**Excerpted records:**

//! Session configuration, loadable from TOML.

use std::fs;
use std::path::Path;
use std::time::Duration;

use serde::{Deserialize, Serialize};

use crate::error::ConfigError;
use crate::state::HUMAN_PLAYER_ID;
use crate::types::PlayerId;

pub const DEFAULT_MAZE_WIDTH: usize = 60;
pub const DEFAULT_MAZE_HEIGHT: usize = 60;
pub const DEFAULT_AGENT_TICK_MS: u64 = 500;

#[derive(Clone, Debug, PartialEq, Eq, Serialize, Deserialize)]
#[serde(default, deny_unknown_fields)]
pub struct SessionConfig {
    pub width: usize,
    pub height: usize,
    pub agent_tick_ms: u64,
    /// Fixed session seed; a runtime seed is drawn when absent.
    pub seed: Option<u64>,
    /// Roster id driven by local key input.
    pub local_player: String,
    /// Whether this peer runs the autonomous racer.
    pub agent_enabled: bool,
}

impl Default for SessionConfig {
    fn default() -> Self {
        Self {
            width: DEFAULT_MAZE_WIDTH,
            height: DEFAULT_MAZE_HEIGHT,
            agent_tick_ms: DEFAULT_AGENT_TICK_MS,
            seed: None,
            local_player: HUMAN_PLAYER_ID.to_string(),
            agent_enabled: true,
        }
    }
}

impl SessionConfig {
    pub fn from_toml_str(raw: &str) -> Result<Self, ConfigError> {
        let config: Self = toml::from_str(raw)?;
        config.validate()?;
        Ok(config)
    }

    pub fn load(path: &Path) -> Result<Self, ConfigError> {
        let raw = fs::read_to_string(path)
            .map_err(|source| ConfigError::Io { path: path.to_path_buf(), source })?;
        Self::from_toml_str(&raw)
    }

    pub fn validate(&self) -> Result<(), ConfigError> {
        if self.width == 0 || self.height == 0 {
            return Err(ConfigError::Invalid(format!(
                "maze dimensions must be non-zero, got {}x{}",
                self.width, self.height
            )));
        }
        if self.agent_tick_ms == 0 {
            return Err(ConfigError::Invalid("agent_tick_ms must be positive".to_string()));
        }
        if self.local_player.is_empty() {
            return Err(ConfigError::Invalid("local_player must not be empty".to_string()));
        }
        Ok(())
    }

    pub fn agent_tick(&self) -> Duration {
        Duration::from_millis(self.agent_tick_ms)
    }

    pub fn local_player_id(&self) -> PlayerId {
        PlayerId::new(self.local_player.clone())
    }
}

**What needs to be done:** From the line containing "pub fn agent_tick(&self)" to the last line above, repeat every line exactly and nothing else.

**Task response:**
    pub fn agent_tick(&self) -> Duration {
        Duration::from_millis(self.agent_tick_ms)
    }

    pub fn local_player_id(&self) -> PlayerId {
        PlayerId::new(self.local_player.clone())
    }
}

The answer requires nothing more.